Friday, August 17, 2012

"the life you give"

I caught myself praying a very Haitian prayer the other day. (Not a bad thing.) I think I was praying before our meal, but it really doesn't matter if it was mealtime or bedtime or just anytime. While I was praying I heard myself say, "thank you for the life you've given us." It's an English variation of the Creole prayer merci pou lavi ou bay, which translated simply says thank you for the life you give.

I often hear Haitians say this phrase while praying. It's used during church prayers, mealtime prayers, and prayers said at school and other events. I used to think of it as a nice general prayer. You know a good ole, Thanks God for my life. But ever since I heard myself pray that way I've been thinking about what it means.

I used to have a different life. A very different life. I taught 8th grade reading at a school I loved. I was part of a teaching team that worked together and supported each other. My students and I spoke the same language. I was deeply invested in my students and knew many details about their families and home lives. I also was very involved in the youth group at my church. I walked along side those teens as they figured out what it meant to follow Christ--and thoroughly enjoyed being with them. My family and friends were close by and I connected with them frequently. I was gainfully employed (something I really miss). In my old life if I wanted something, I bought it. I enjoyed the stability and predictability of my life, as well as constant electricity and warm running water. Shopping, restaurants, gas stations, nearly every store or business I needed were mere minutes away. I was independent and self-sufficient. My life was full and more importantly fulfilling. It was a good life.

Just two years later, my life is a bit different. I'm a foreigner in a strange land. I teach in a school where I can't communicate with most of the staff or students. I can't be deeply invested in my students' lives because we don't understand each other. I attend church, but I'm not a vital (or even non-vital) part of ministry there. I talk to my family and friends via Skype now--when it's working. I live in a developing nation where important paperwork is completed by hand. Corruption plagues the government. Riots are commonplace (though we haven't actually had any for quite some time). I am now dependent on the generosity of others to be paid each month. If we need to buy something, we have to budget for it. I get charged more at the farmer's market because of my white skin; beggars are especially persistent with me for the same reason.  Electricity is not guaranteed. I need help ordering at restaurants and sometimes checking out at the grocery store. I can't remember the last time I went anywhere on my own. The convenience of life is gone. But this life, this inconvenient and sometimes frustrating life, is still good... and fulfilling.

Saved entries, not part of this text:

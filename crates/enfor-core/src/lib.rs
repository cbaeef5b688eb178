//! Enfor Core - Domain models, validation and storage
//!
//! This crate defines the shared building blocks of the brokerage backend:
//! - Users, clients, property listings and appointments
//! - Request validation rules
//! - Configuration management
//! - Storage traits with PostgreSQL and in-memory implementations
//! - Ownership-gated services for broker-owned resources

#[macro_use]
mod macros;

pub mod appointment;
pub mod client;
pub mod config;
pub mod ownership;
pub mod property;
pub mod services;
pub mod store;
pub mod user;
pub mod validation;

pub use appointment::{
    Appointment, AppointmentFilter, AppointmentStats, AppointmentStatus, AppointmentType,
    CreateAppointmentRequest, UpdateAppointmentRequest,
};
pub use client::{Client, ClientStatus, ClientType, CreateClientRequest, UpdateClientRequest};
pub use config::{
    AppConfig, ConfigError, DatabaseConfig, JwtSettings, LoggingConfig, ServerConfig,
    UploadConfig,
};
pub use ownership::OwnedRepository;
pub use property::{
    CreatePropertyRequest, ListingType, Property, PropertyStatus, PropertyType,
    UpdatePropertyRequest,
};
pub use services::{AppointmentService, ClientService, PropertyService};
pub use store::{
    memory::MemoryStore, postgres::PgStore, AppointmentStore, OwnedStore, Storage, UserStore,
};
pub use user::{
    LoginRequest, PublicUser, SignupRequest, UpdateProfileRequest, User, UserRole,
};

use chrono::{DateTime, Utc};
use thiserror::Error;
use uuid::Uuid;

// ============================================================================
// Error Types
// ============================================================================

/// Core error types for domain and storage operations
#[derive(Error, Debug)]
pub enum CoreError {
    /// The record does not exist, or exists but belongs to another broker.
    #[error("{0} not found")]
    NotFound(String),

    #[error("Validation error: {0}")]
    Validation(String),

    #[error("Invalid reference: {0}")]
    InvalidReference(String),

    #[error("A user with this email already exists")]
    EmailExists,

    #[error("Database error: {0}")]
    Database(String),

    #[error(transparent)]
    Other(#[from] anyhow::Error),
}

pub type Result<T> = std::result::Result<T, CoreError>;

impl CoreError {
    pub fn not_found(kind: &str) -> Self {
        Self::NotFound(kind.to_string())
    }

    pub fn validation(message: impl Into<String>) -> Self {
        Self::Validation(message.into())
    }
}

// ============================================================================
// Ownership
// ============================================================================

/// A record exclusively owned by one broker.
///
/// Every client, property and appointment carries the id of the user that
/// created it. Reads and writes through [`OwnedRepository`] compare this id
/// against the caller before touching the record.
pub trait OwnedEntity: Clone + Send + Sync + 'static {
    /// Human-readable kind used in error messages ("Client", "Property", ...).
    const KIND: &'static str;

    fn id(&self) -> Uuid;

    fn owner_id(&self) -> Uuid;

    /// Stamp the record as modified.
    fn touch(&mut self, now: DateTime<Utc>);
}

/// Display name and city of a broker, copied onto owned records.
#[derive(Debug, Clone, PartialEq, Eq)]
pub struct OwnerSnapshot {
    pub name: String,
    pub city: String,
}

impl From<&User> for OwnerSnapshot {
    fn from(user: &User) -> Self {
        Self {
            name: user.display_name(),
            city: user.city.clone(),
        }
    }
}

I'm thankful for this life God has given me. I have an amazing husband (cheesy, but true) who loves me and takes care of me. Arold and I are part of a ministry that is literally changing lives. Even with my limited Creole, God uses me to impact the lives of young Haitians. I am blessed with fellowship and encouragement by the myriad of people who come through the guest house to serve with MTM. Learning to budget has been a good skill to add to my toolbelt, and learning to live without the things I think I "need" has been a good exercise in what Haitians call degaje, making do with what you have. It also causes me to come face to face with my own selfishness and sense of entitlement. (while not fun, it's good for me, right?)

I never could have imagined living this life, but it's the one God has give me and I truly am thankful for it.

1 comment:

  1. Brit,
    You are missed. And just reading your blog makes me feel like I too am having an adventure.